In my day job, amongst other things, I write training materials and run courses for Perl Training Australia. We've only recently added File::Temp to our course notes, and since we allow our attendees to use either our portable training server (Linux) or their desktop (often Windows) we've hit a problem.
File::Temp's tempfile isn't portable for text files. This is because it opens them using sysopen and the O_BINARY flag (where available). This means that newlines printed to the file aren't converted into the operating system's preferred end of line character(s).
This shouldn't have been a surprise, it's in the documentation:
The file returned by File::Temp will have been opened in binary mode if such a mode is available. If that is not correct, use the binmode() function to change the mode of the filehandle.
Note that you can modify the encoding of a file opened by File::Temp also by using binmode().
However the binmode documentation rightly points out:
For the sake of portability it is a good idea to always use it when appropriate, and to never use it when it isn't appropriate.

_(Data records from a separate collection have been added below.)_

//! Step model: one declared action plus an optional assertion.

use serde::{Deserialize, Serialize};
use serde_json::Value;

/// A single scripted step.
///
/// The action payload is flattened next to the common fields, so a step
/// reads as `{"action": "click", "selector": "#save", "timeout": 2000}`.
#[derive(Debug, Clone, PartialEq, Serialize, Deserialize)]
pub struct Step {
    /// The effect this step performs
    #[serde(flatten)]
    pub action: Action,

    /// Per-step timeout override (milliseconds)
    #[serde(default, skip_serializing_if = "Option::is_none")]
    pub timeout: Option<u64>,

    /// Label under which the captured value is stored
    #[serde(default, skip_serializing_if = "Option::is_none")]
    pub returns: Option<String>,

    /// Human rationale, never interpreted
    #[serde(default, skip_serializing_if = "Option::is_none")]
    pub why: Option<String>,

    /// Assertion evaluated after the action succeeds
    #[serde(default, skip_serializing_if = "Option::is_none")]
    pub expect: Option<Expect>,
}

/// Action kinds a step can perform against a surface.
#[derive(Debug, Clone, PartialEq, Serialize, Deserialize)]
#[serde(tag = "action", rename_all = "snake_case")]
pub enum Action {
    /// Click the element matching `selector`
    Click { selector: String },

    /// Type text, optionally into a specific element
    Type {
        #[serde(default, skip_serializing_if = "Option::is_none")]
        selector: Option<String>,
        text: String,
        #[serde(default)]
        clear: bool,
    },

    /// Evaluate code on the surface and capture its result
    Evaluate { code: String },

    /// Poll until `selector` exists, or sleep for `ms`
    Wait {
        #[serde(default, skip_serializing_if = "Option::is_none")]
        selector: Option<String>,
        #[serde(default, skip_serializing_if = "Option::is_none")]
        ms: Option<u64>,
    },

    /// Read `selector` (or nothing) and check the step's `expect` block
    Assert {
        #[serde(default, skip_serializing_if = "Option::is_none")]
        selector: Option<String>,
    },

    /// Capture the surface as a PNG
    Screenshot {
        #[serde(default, skip_serializing_if = "Option::is_none")]
        name: Option<String>,
    },

    /// Move the pointer over the element matching `selector`
    Hover { selector: String },

    /// Press a key or chord such as `enter` or `ctrl+c`
    Keyboard { key: String },
}

impl Action {
    /// Short name used in logs and reports
    pub fn kind(&self) -> &'static str {
        match self {
            Action::Click { .. } => "click",
            Action::Type { .. } => "type",
            Action::Evaluate { .. } => "evaluate",
            Action::Wait { .. } => "wait",
            Action::Assert { .. } => "assert",
            Action::Screenshot { .. } => "screenshot",
            Action::Hover { .. } => "hover",
            Action::Keyboard { .. } => "keyboard",
        }
    }

    /// The selector this action targets, if any
    pub fn selector(&self) -> Option<&str> {
        match self {
            Action::Click { selector } | Action::Hover { selector } => Some(selector.as_str()),
            Action::Type { selector, .. }
            | Action::Wait { selector, .. }
            | Action::Assert { selector } => selector.as_deref(),
            Action::Evaluate { .. } | Action::Screenshot { .. } | Action::Keyboard { .. } => None,
        }
    }
}

impl Step {
    /// Wrap an action with no overrides
    #[must_use]
    pub fn new(action: Action) -> Self {
        Self {
            action,
            timeout: None,
            returns: None,
            why: None,
            expect: None,
        }
    }

    #[must_use]
    pub fn click(selector: impl Into<String>) -> Self {
        Self::new(Action::Click {
            selector: selector.into(),
        })
    }

    #[must_use]
    pub fn type_text(selector: impl Into<String>, text: impl Into<String>) -> Self {
        Self::new(Action::Type {
            selector: Some(selector.into()),
            text: text.into(),
            clear: false,
        })
    }

    #[must_use]
    pub fn evaluate(code: impl Into<String>) -> Self {
        Self::new(Action::Evaluate { code: code.into() })
    }

    /// Poll until the selector shows up
    #[must_use]
    pub fn wait_for(selector: impl Into<String>) -> Self {
        Self::new(Action::Wait {
            selector: Some(selector.into()),
            ms: None,
        })
    }

    /// Sleep for a fixed duration
    #[must_use]
    pub fn sleep(ms: u64) -> Self {
        Self::new(Action::Wait {
            selector: None,
            ms: Some(ms),
        })
    }

    #[must_use]
    pub fn assert(selector: Option<&str>, expect: Expect) -> Self {
        Self::new(Action::Assert {
            selector: selector.map(str::to_string),
        })
        .expect(expect)
    }

    #[must_use]
    pub fn screenshot(name: impl Into<String>) -> Self {
        Self::new(Action::Screenshot {
            name: Some(name.into()),
        })
    }

    #[must_use]
    pub fn hover(selector: impl Into<String>) -> Self {
        Self::new(Action::Hover {
            selector: selector.into(),
        })
    }

    #[must_use]
    pub fn keyboard(key: impl Into<String>) -> Self {
        Self::new(Action::Keyboard { key: key.into() })
    }

    #[must_use]
    pub fn with_timeout(mut self, ms: u64) -> Self {
        self.timeout = Some(ms);
        self
    }

    #[must_use]
    pub fn returns(mut self, label: impl Into<String>) -> Self {
        self.returns = Some(label.into());
        self
    }

    #[must_use]
    pub fn why(mut self, rationale: impl Into<String>) -> Self {
        self.why = Some(rationale.into());
        self
    }

    #[must_use]
    pub fn expect(mut self, expect: Expect) -> Self {
        self.expect = Some(expect);
        self
    }

    /// One-line description for logs and the debugger prompt
    pub fn summary(&self) -> String {
        match &self.action {
            Action::Click { selector } => format!("click {}", selector),
            Action::Type { selector, text, .. } => match selector {
                Some(sel) => format!("type {:?} into {}", text, sel),
                None => format!("type {:?}", text),
            },
            Action::Evaluate { code } => format!("evaluate {}", code),
            Action::Wait { selector, ms } => match (selector, ms) {
                (Some(sel), _) => format!("wait for {}", sel),
                (None, Some(ms)) => format!("wait {}ms", ms),
                (None, None) => "wait".to_string(),
            },
            Action::Assert { selector } => match selector {
                Some(sel) => format!("assert {}", sel),
                None => "assert".to_string(),
            },
            Action::Screenshot { name } => match name {
                Some(name) => format!("screenshot {}", name),
                None => "screenshot".to_string(),
            },
            Action::Hover { selector } => format!("hover {}", selector),
            Action::Keyboard { key } => format!("press {}", key),
        }
    }
}

/// An assertion attached to a step.
///
/// Value comparisons are listed first so that `{"selector": ..}` alone
/// falls through to the existence check.
#[derive(Debug, Clone, PartialEq, Serialize, Deserialize)]
#[serde(untagged)]
pub enum Expect {
    /// Compare the action's captured value against `value`
    Value { op: Operator, value: Value },

    /// Check whether `selector` exists on the surface
    Selector {
        selector: String,
        #[serde(default = "default_exists")]
        exists: bool,
    },
}

fn default_exists() -> bool {
    true
}

impl Expect {
    #[must_use]
    pub fn exists(selector: impl Into<String>) -> Self {
        Expect::Selector {
            selector: selector.into(),
            exists: true,
        }
    }

    #[must_use]
    pub fn absent(selector: impl Into<String>) -> Self {
        Expect::Selector {
            selector: selector.into(),
            exists: false,
        }
    }

    #[must_use]
    pub fn value(op: Operator, value: impl Into<Value>) -> Self {
        Expect::Value {
            op,
            value: value.into(),
        }
    }
}

/// Comparison operators for value assertions.
#[derive(Debug, Clone, Copy, PartialEq, Eq, Serialize, Deserialize)]
pub enum Operator {
    #[serde(rename = "eq", alias = "==", alias = "equals")]
    Eq,
    #[serde(rename = "ne", alias = "!=", alias = "not_equals")]
    Ne,
    #[serde(rename = "gt", alias = ">")]
    Gt,
    #[serde(rename = "gte", alias = ">=")]
    Gte,
    #[serde(rename = "lt", alias = "<")]
    Lt,
    #[serde(rename = "lte", alias = "<=")]
    Lte,
    #[serde(rename = "contains")]
    Contains,
}

impl Operator {
    pub fn symbol(&self) -> &'static str {
        match self {
            Operator::Eq => "==",
            Operator::Ne => "!=",
            Operator::Gt => ">",
            Operator::Gte => ">=",
            Operator::Lt => "<",
            Operator::Lte => "<=",
            Operator::Contains => "contains",
        }
    }

    /// Apply the operator to `actual` and `expected`.
    ///
    /// Surfaces report text, so a string is compared loosely against a
    /// number or boolean by its textual form. Ordering operators require
    /// both sides to read as numbers.
    pub fn apply(&self, actual: &Value, expected: &Value) -> bool {
        match self {
            Operator::Eq => loose_eq(actual, expected),
            Operator::Ne => !loose_eq(actual, expected),
            Operator::Gt => compare_numbers(actual, expected, |a, b| a > b),
            Operator::Gte => compare_numbers(actual, expected, |a, b| a >= b),
            Operator::Lt => compare_numbers(actual, expected, |a, b| a < b),
            Operator::Lte => compare_numbers(actual, expected, |a, b| a <= b),
            Operator::Contains => contains(actual, expected),
        }
    }
}

fn as_number(value: &Value) -> Option<f64> {
    match value {
        Value::Number(n) => n.as_f64(),
        Value::String(s) => s.trim().parse().ok(),
        _ => None,
    }
}

fn as_text(value: &Value) -> String {
    match value {
        Value::String(s) => s.clone(),
        other => other.to_string(),
    }
}

fn loose_eq(actual: &Value, expected: &Value) -> bool {
    match (actual, expected) {
        (Value::Number(_), Value::Number(_)) => as_number(actual) == as_number(expected),
        (Value::String(a), Value::Number(_) | Value::Bool(_)) => a.trim() == as_text(expected),
        (Value::Number(_) | Value::Bool(_), Value::String(e)) => as_text(actual) == e.trim(),
        _ => actual == expected,
    }
}

fn compare_numbers(actual: &Value, expected: &Value, cmp: impl Fn(f64, f64) -> bool) -> bool {
    match (as_number(actual), as_number(expected)) {
        (Some(a), Some(e)) => cmp(a, e),
        _ => false,
    }
}

fn contains(actual: &Value, expected: &Value) -> bool {
    match actual {
        Value::String(s) => s.contains(&as_text(expected)),
        Value::Array(items) => items.iter().any(|item| loose_eq(item, expected)),
        Value::Object(map) => map.contains_key(&as_text(expected)),
        _ => false,
    }
}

I know I can tell the Windows students to write:
binmode($tmp_fh, ":crlf" );
after their call to tempfile(), but it's still not going to be portable. Creating a tempfile doesn't look like it should be a special case, and in my experience, it's usually safe to tell (fairly computer and operating system savvy) students that if it looks portable, it should be.
Is there a layer I can give to binmode to tell it to go back to treating the file as a text file with all the special magic regarding newlines that should happen? I essentially want a:
I can always write File::Temp::Text which doesn't use O_BINARY but that's another, non-standard, module for the students to have to install.
I originally brought this question up on PerlMonks but I'm still hoping for a magic answer that lets me teach students a portable way of handling temporary text files where the file name is available. (Yes, I know about open with an undef filehandle).